Next, to detect the onsets, we pass the audio data and sample rate to librosa.onset.onset_detect():
# Detect onsets
onset_frames = librosa.onset.onset_detect(y=y, sr=sr)The onset_detect() function returns an array of frame numbers corresponding to the detected onsets. By default, it uses a spectral flux based method to detect onsets, but Librosa provides several other onset detection algorithms you can choose from, such as complex flux, high-frequency content, and phase deviation.
We can convert the array of onset frames to a list of onset times in seconds like this:
# Convert frames to time
onset_times = librosa.frames_to_time(onset_frames, sr=sr)
print(onset_times)This gives us a numpy array of onset timestamps in seconds, which might look something like:
[0.046 0.48322 0.97161 1.39605 1.90366 2.32651 2.78823 3.20807] And there we have it – a list of all the detected onset times in the audio file!
We can also plot the onsets visually using Librosa‘s display module. The following code will plot the audio waveform and overlay vertical lines indicating the detected onsets:
import librosa.display
# Plot the onsets
fig, ax = plt.subplots(figsize=(12, 4))
librosa.display.waveshow(y, sr=sr, ax=ax)
ax.vlines(onset_times, ymin=-1, ymax=1, color=‘r‘, linestyle=‘--‘, label=‘Onsets‘)
ax.legend()
plt.show()This produces a plot like the following, clearly showing that the detected onsets align with the start of major waveform peaks, which usually correspond to the beginning of musical events:
One of the great things about Librosa is that it provides a lot of control over the onset detection process. We can fine-tune things like the onset detection algorithm, the frame size, the hop length between frames, and the amplitude threshold for peak picking.
For example, to use a different onset detection function, we can pass the onset_detect parameter:
# Use high-frequency content detection function
onset_frames = librosa.onset.onset_detect(y=y, sr=sr, onset_detect=librosa.onset.hfc)And we can adjust the frame size and hop length like this:
onset_frames = librosa.onset.onset_detect(y=y, sr=sr,
frame_length=2048,
hop_length=512)Generally speaking, a larger frame size will result in more frequency resolution but less temporal resolution. Experiment with different parameters to see what gives you the best results for your particular audio.
Detecting Onsets with Aubio
While Librosa tends to be more well-known, Aubio is another excellent Python library for onset detection and other audio/music analysis tasks. Aubio is highly optimized and also has a C interface in addition to Python.

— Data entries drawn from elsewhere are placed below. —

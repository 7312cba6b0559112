//! Common test utilities
#![allow(dead_code)]

use rand::rngs::StdRng;
use rand::{Rng, SeedableRng};
use smmconv::runtime::Runtime;
use smmconv::runtime::cpu::{CpuClient, CpuDevice, CpuRuntime};
#[cfg(feature = "wgpu")]
use smmconv::runtime::wgpu::{WgpuClient, WgpuDevice, WgpuRuntime};

/// Route `log` output through the test harness (`RUST_LOG=smmconv=trace`)
pub fn init_logging() {
    let _ = env_logger::builder().is_test(true).try_init();
}

/// Create a CPU client and device for testing
pub fn create_cpu_client() -> (CpuClient, CpuDevice) {
    init_logging();
    let device = CpuDevice::new();
    let client = CpuRuntime::default_client(&device);
    (client, device)
}

/// Create a WebGPU client and device, returning None if WebGPU is unavailable
#[cfg(feature = "wgpu")]
pub fn create_wgpu_client() -> Option<(WgpuClient, WgpuDevice)> {
    init_logging();
    if !smmconv::runtime::wgpu::is_wgpu_available() {
        return None;
    }
    let init = std::panic::catch_unwind(|| {
        let device = WgpuDevice::new(0);
        let client = WgpuRuntime::default_client(&device);
        (client, device)
    });
    init.ok()
}

/// Reproducible values in `[-1, 1)`
pub fn random_f32(len: usize, seed: u64) -> Vec<f32> {
    let mut rng = StdRng::seed_from_u64(seed);
    (0..len).map(|_| rng.random_range(-1.0f32..1.0)).collect()
}

/// Reproducible values in `[-1, 1)`
pub fn random_f64(len: usize, seed: u64) -> Vec<f64> {
    let mut rng = StdRng::seed_from_u64(seed);
    (0..len).map(|_| rng.random_range(-1.0f64..1.0)).collect()
}

/// Assert two f64 slices are close within tolerance
///
/// Uses the formula: |a - b| <= atol + rtol * |b|
pub fn assert_allclose_f64(a: &[f64], b: &[f64], rtol: f64, atol: f64, msg: &str) {
    assert_eq!(a.len(), b.len(), "{}: length mismatch", msg);
    for (i, (x, y)) in a.iter().zip(b.iter()).enumerate() {
        let diff = (x - y).abs();
        let tol = atol + rtol * y.abs();
        assert!(
            diff <= tol,
            "{}: element {} differs: {} vs {} (diff={}, tol={})",
            msg,
            i,
            x,
            y,
            diff,
            tol
        );
    }
}

/// Assert two f32 slices are close within tolerance
pub fn assert_allclose_f32(a: &[f32], b: &[f32], rtol: f32, atol: f32, msg: &str) {
    assert_eq!(a.len(), b.len(), "{}: length mismatch", msg);
    for (i, (x, y)) in a.iter().zip(b.iter()).enumerate() {
        let diff = (x - y).abs();
        let tol = atol + rtol * y.abs();
        assert!(
            diff <= tol,
            "{}: element {} differs: {} vs {} (diff={}, tol={})",
            msg,
            i,
            x,
            y,
            diff,
            tol
        );
    }
}

// ============================================================================
// Reference convolution
// ============================================================================

/// Geometry of a direct convolution, batched `[N, C, H, W]` layout
#[derive(Clone, Copy, Debug)]
pub struct ConvCase {
    pub batch: usize,
    pub c_in: usize,
    pub height: usize,
    pub width: usize,
    pub c_out: usize,
    pub kernel: (usize, usize),
    pub padding: (usize, usize),
    pub stride: (usize, usize),
    pub dilation: (usize, usize),
}

impl ConvCase {
    pub fn input_shape(&self) -> [usize; 4] {
        [self.batch, self.c_in, self.height, self.width]
    }

    pub fn weight_shape(&self) -> [usize; 4] {
        [self.c_out, self.c_in, self.kernel.0, self.kernel.1]
    }

    pub fn input_len(&self) -> usize {
        self.input_shape().iter().product()
    }

    pub fn weight_len(&self) -> usize {
        self.weight_shape().iter().product()
    }

    /// `floor((in + 2p - d(k-1) - 1) / s) + 1`
    pub fn output_hw(&self) -> (usize, usize) {
        let extent = |input: usize, k: usize, p: usize, s: usize, d: usize| {
            (input + 2 * p - d * (k - 1) - 1) / s + 1
        };
        (
            extent(self.height, self.kernel.0, self.padding.0, self.stride.0, self.dilation.0),
            extent(self.width, self.kernel.1, self.padding.1, self.stride.1, self.dilation.1),
        )
    }

    pub fn output_shape(&self) -> [usize; 4] {
        let (oh, ow) = self.output_hw();
        [self.batch, self.c_out, oh, ow]
    }
}

/// Direct triple-loop convolution with zero padding
pub fn reference_conv2d(
    case: &ConvCase,
    input: &[f64],
    weight: &[f64],
    bias: Option<&[f64]>,
) -> Vec<f64> {
    let (oh, ow) = case.output_hw();
    let (kh, kw) = case.kernel;
    let mut out = vec![0.0; case.batch * case.c_out * oh * ow];

    for n in 0..case.batch {
        for co in 0..case.c_out {
            for y in 0..oh {
                for x in 0..ow {
                    let mut acc = bias.map_or(0.0, |b| b[co]);
                    for ci in 0..case.c_in {
                        for ky in 0..kh {
                            for kx in 0..kw {
                                let iy = (y * case.stride.0 + ky * case.dilation.0) as isize
                                    - case.padding.0 as isize;
                                let ix = (x * case.stride.1 + kx * case.dilation.1) as isize
                                    - case.padding.1 as isize;
                                if iy < 0
                                    || ix < 0
                                    || iy >= case.height as isize
                                    || ix >= case.width as isize
                                {
                                    continue;
                                }
                                let i = ((n * case.c_in + ci) * case.height + iy as usize)
                                    * case.width
                                    + ix as usize;
                                let w = ((co * case.c_in + ci) * kh + ky) * kw + kx;
                                acc += input[i] * weight[w];
                            }
                        }
                    }
                    out[((n * case.c_out + co) * oh + y) * ow + x] = acc;
                }
            }
        }
    }
    out
}

/// Widen f32 operands for the reference
pub fn widen(values: &[f32]) -> Vec<f64> {
    values.iter().map(|&v| v as f64).collect()
}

Installing Aubio is just as easy as Librosa:
pip install aubioAubio‘s API for onset detection is fairly similar to Librosa‘s. To detect onsets with Aubio, we first create an Aubio source object and an onset object:
from aubio import source, onset
# Load the audio file
url = ‘example.mp3‘
win_size = 1024
hop_size = win_size // 2
samplerate = 0
src = source(url, samplerate, hop_size)
samplerate = src.samplerate
onset_mode = ‘hfc‘
onsets = onset(onset_mode, win_size, hop_size, samplerate)Here we‘re using the high-frequency content (‘hfc‘) onset detection mode, but Aubio supports other modes like ‘specflux‘, ‘phase‘, and ‘specdiff‘. The window and hop sizes control the granularity of the analysis.

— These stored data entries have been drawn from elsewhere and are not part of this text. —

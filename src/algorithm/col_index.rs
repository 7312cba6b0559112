//! Column-buffer linearization shared by both convolution phases
//!
//! The column builder writes and the GEMM kernel reads the same buffer, so both
//! must compute offsets with [`ColumnLayout::index`] (or the WGSL it emits).
//! Row `(sample, out_pos)` is contiguous over `channel * kernel_area + tap`,
//! which is the axis the GEMM reduces over.

/// Shape of the intermediate column buffer `[samples, out_area, channels * kernel_area]`
#[derive(Clone, Copy, Debug, PartialEq, Eq)]
pub struct ColumnLayout {
    /// Number of samples (batch size, 1 for unbatched input)
    pub samples: usize,
    /// Output spatial area `out_h * out_w`
    pub out_area: usize,
    /// Input channel count
    pub channels: usize,
    /// Kernel taps per channel `k_h * k_w`
    pub kernel_area: usize,
}

impl ColumnLayout {
    /// Create a layout
    pub const fn new(samples: usize, out_area: usize, channels: usize, kernel_area: usize) -> Self {
        Self {
            samples,
            out_area,
            channels,
            kernel_area,
        }
    }

    /// Length of one column row, the GEMM reduction length
    #[inline]
    pub const fn col_height(&self) -> usize {
        self.channels * self.kernel_area
    }

    /// Total element count of the buffer
    #[inline]
    pub const fn len(&self) -> usize {
        self.samples * self.out_area * self.col_height()
    }

    /// Whether the buffer holds no elements
    #[inline]
    pub const fn is_empty(&self) -> bool {
        self.len() == 0
    }

    /// Offset of the first element of row `(sample, out_pos)`
    #[inline]
    pub const fn row_offset(&self, sample: usize, out_pos: usize) -> usize {
        (sample * self.out_area + out_pos) * self.col_height()
    }

    /// Flat offset of `(sample, out_pos, channel, tap)`
    #[inline]
    pub const fn index(&self, sample: usize, out_pos: usize, channel: usize, tap: usize) -> usize {
        self.row_offset(sample, out_pos) + channel * self.kernel_area + tap
    }

    /// WGSL functions mirroring [`Self::row_offset`] and [`Self::index`]
    ///
    /// Expects `params.out_area`, `params.in_channels` and `params.kernel_area`
    /// to be in scope in the shader.
    pub const WGSL: &'static str = r#"
fn col_height() -> u32 {
    return params.in_channels * params.kernel_area;
}

fn col_row_offset(sample: u32, out_pos: u32) -> u32 {
    return (sample * params.out_area + out_pos) * col_height();
}

fn col_index(sample: u32, out_pos: u32, channel: u32, tap: u32) -> u32 {
    return col_row_offset(sample, out_pos) + channel * params.kernel_area + tap;
}
"#;
}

With the source and onset objects created, we can step through the audio file and collect the onset timestamps:
timestamps = []
total_frames = 0
while True:
samples, read = src()
total_frames += read
if read < hop_size:
break
is_onset = onsets(samples)
if is_onset:
onset_time = onsets.get_last_s()
timestamps.append(onset_time)
print(timestamps) This code steps through the audio buffer, processes each chunk of samples, and checks if an onset is detected in that frame. If so, it gets the timestamp of the onset in seconds and appends it to the timestamps list.

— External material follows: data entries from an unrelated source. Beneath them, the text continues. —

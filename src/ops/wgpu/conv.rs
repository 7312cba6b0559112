//! WebGPU implementation of convolution operations.

use crate::algorithm::SmmLaunchPlan;
use crate::dtype::DType;
use crate::error::{Error, Result};
use crate::ops::conv_common::{SmmConv2dParams, validate_same_device, validate_smm_conv2d};
use crate::ops::{Conv2dArgs, ConvOps, PaddingMode};
use crate::runtime::wgpu::shaders::smm as smm_launcher;
use crate::runtime::wgpu::{WgpuClient, WgpuRuntime, require_buffer};
use crate::runtime::{Device, RuntimeClient, ensure_contiguous};
use crate::tensor::Tensor;

// ============================================================================
// Params Struct (must match SmmParams in the WGSL shaders)
// ============================================================================

#[repr(C)]
#[derive(Clone, Copy, Debug, bytemuck::Pod, bytemuck::Zeroable)]
struct SmmParams {
    samples: u32,
    in_channels: u32,
    height: u32,
    width: u32,
    out_channels: u32,
    kernel_h: u32,
    kernel_w: u32,
    pad_h: u32,
    pad_w: u32,
    stride_h: u32,
    stride_w: u32,
    dilation_h: u32,
    dilation_w: u32,
    out_h: u32,
    out_w: u32,
    out_area: u32,
    kernel_area: u32,
    has_bias: u32,
    _pad0: u32,
    _pad1: u32,
}

impl SmmParams {
    /// Narrow to shader integers; every element index must also fit in u32
    fn new(params: &SmmConv2dParams, has_bias: bool) -> Result<Self> {
        let layout = params.column_layout();
        let largest_index = [
            params.samples * params.c_in * params.height * params.width,
            params.c_out * layout.col_height(),
            layout.len(),
            params.samples * params.c_out * params.out_area(),
        ]
        .into_iter()
        .max()
        .unwrap_or(0);
        if u32::try_from(largest_index).is_err() {
            return Err(Error::backend_limitation(
                "wgpu",
                "smm_conv2d",
                format!("{largest_index} elements exceed 32-bit shader indexing"),
            ));
        }

        let narrow = |arg: &'static str, v: usize| {
            u32::try_from(v).map_err(|_| {
                Error::backend_limitation("wgpu", "smm_conv2d", format!("{arg} = {v} exceeds u32"))
            })
        };

        Ok(Self {
            samples: narrow("samples", params.samples)?,
            in_channels: narrow("in_channels", params.c_in)?,
            height: narrow("height", params.height)?,
            width: narrow("width", params.width)?,
            out_channels: narrow("out_channels", params.c_out)?,
            kernel_h: narrow("kernel_h", params.kernel_h)?,
            kernel_w: narrow("kernel_w", params.kernel_w)?,
            pad_h: narrow("pad_h", params.pad_h)?,
            pad_w: narrow("pad_w", params.pad_w)?,
            stride_h: narrow("stride_h", params.stride_h)?,
            stride_w: narrow("stride_w", params.stride_w)?,
            dilation_h: narrow("dilation_h", params.dilation_h)?,
            dilation_w: narrow("dilation_w", params.dilation_w)?,
            out_h: narrow("out_h", params.output_h)?,
            out_w: narrow("out_w", params.output_w)?,
            out_area: narrow("out_area", params.out_area())?,
            kernel_area: narrow("kernel_area", params.kernel_area())?,
            has_bias: u32::from(has_bias),
            _pad0: 0,
            _pad1: 0,
        })
    }
}

impl ConvOps<WgpuRuntime> for WgpuClient {
    fn smm_conv2d(
        &self,
        input: &Tensor<WgpuRuntime>,
        weight: &Tensor<WgpuRuntime>,
        bias: Option<&Tensor<WgpuRuntime>>,
        padding: (usize, usize),
        stride: (usize, usize),
        dilation: (usize, usize),
        padding_mode: PaddingMode,
        groups: usize,
    ) -> Result<Tensor<WgpuRuntime>> {
        let args = Conv2dArgs {
            padding,
            stride,
            dilation,
            padding_mode,
            groups,
        };
        let params = validate_smm_conv2d(
            input.shape(),
            weight.shape(),
            bias.map(|b| b.shape()),
            &args,
            input.dtype(),
            weight.dtype(),
            bias.map(|b| b.dtype()),
        )?;
        validate_same_device::<WgpuRuntime>(self.device(), input, weight, bias)?;

        let dtype = input.dtype();
        if dtype != DType::F32 {
            return Err(Error::UnsupportedDType {
                dtype,
                op: "smm_conv2d (wgpu)",
            });
        }

        smm_conv2d_f32(self, input, weight, bias, &params)
    }
}

fn smm_conv2d_f32(
    client: &WgpuClient,
    input: &Tensor<WgpuRuntime>,
    weight: &Tensor<WgpuRuntime>,
    bias: Option<&Tensor<WgpuRuntime>>,
    params: &SmmConv2dParams,
) -> Result<Tensor<WgpuRuntime>> {
    let dtype = DType::F32;
    let device = client.device();

    let layout = params.column_layout();
    let column_bytes = (layout.len() * dtype.size_in_bytes()) as u64;
    if column_bytes > device.max_storage_buffer_size() {
        return Err(Error::backend_limitation(
            "wgpu",
            "smm_conv2d",
            format!(
                "column buffer of {column_bytes} bytes exceeds the {} byte binding limit",
                device.max_storage_buffer_size()
            ),
        ));
    }
    let shader_params = SmmParams::new(params, bias.is_some())?;

    let input = ensure_contiguous(input)?;
    let weight = ensure_contiguous(weight)?;
    let bias = bias.map(ensure_contiguous).transpose()?;

    let plan = SmmLaunchPlan::new(
        &layout,
        params.c_out,
        device.max_work_group_size(),
        &client.work_group_config(),
    );
    log::debug!(
        "smm_conv2d on {} ({}): input {:?} weight {:?} -> output {:?}, bias={}",
        device.name(),
        device.adapter_name(),
        input.shape(),
        weight.shape(),
        params.output_shape(),
        bias.is_some()
    );

    let output = Tensor::<WgpuRuntime>::try_empty(&params.output_shape(), dtype, device)?;
    let columns = Tensor::<WgpuRuntime>::try_empty(
        &[layout.samples, layout.out_area, layout.col_height()],
        dtype,
        device,
    )?;

    let input_buf = require_buffer(input.storage().ptr(), "input")?;
    let weight_buf = require_buffer(weight.storage().ptr(), "weight")?;
    let output_buf = require_buffer(output.storage().ptr(), "output")?;
    let columns_buf = require_buffer(columns.storage().ptr(), "columns")?;

    // The GEMM layout always binds a bias; without one, a single unread element stands in
    let dummy_bias;
    let bias_buf = match &bias {
        Some(b) => require_buffer(b.storage().ptr(), "bias")?,
        None => {
            dummy_bias = Tensor::<WgpuRuntime>::try_zeros(&[1], dtype, device)?;
            require_buffer(dummy_bias.storage().ptr(), "bias")?
        }
    };

    let params_buf = client.create_uniform_buffer("smm_params", &shader_params);
    let max_groups = device.max_workgroups_per_dimension();

    smm_launcher::launch_smm_columns(
        client.pipeline_cache(),
        client.wgpu_queue(),
        &input_buf,
        &columns_buf,
        &params_buf,
        &plan.columns,
        max_groups,
        dtype,
    )?;
    client.synchronize()?;

    smm_launcher::launch_smm_gemm(
        client.pipeline_cache(),
        client.wgpu_queue(),
        &columns_buf,
        &weight_buf,
        &bias_buf,
        &output_buf,
        &params_buf,
        &plan.gemm,
        max_groups,
        dtype,
    )?;
    client.synchronize()?;

    Ok(output)
}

Like with Librosa, we can also visualize the detected onsets using a plot:
import numpy as np
import matplotlib.pyplot as plt
# Plot the onsets
fig = plt.figure(figsize=(12, 4))
plt.plot(np.arange(len(samples)) / float(samplerate), samples, label=‘Audio‘)
plt.vlines(timestamps, ymin=-1, ymax=1, color=‘r‘, linestyle=‘--‘, label=‘Onsets‘)
plt.legend()
plt.show()This gives a plot very similar to the Librosa one, with the audio waveform and onset markers:
So as you can see, both Librosa and Aubio provide quite straightforward APIs for detecting onsets in music audio files. They also have a lot of similarities under the hood, using many of the same standard spectral processing and peak picking techniques.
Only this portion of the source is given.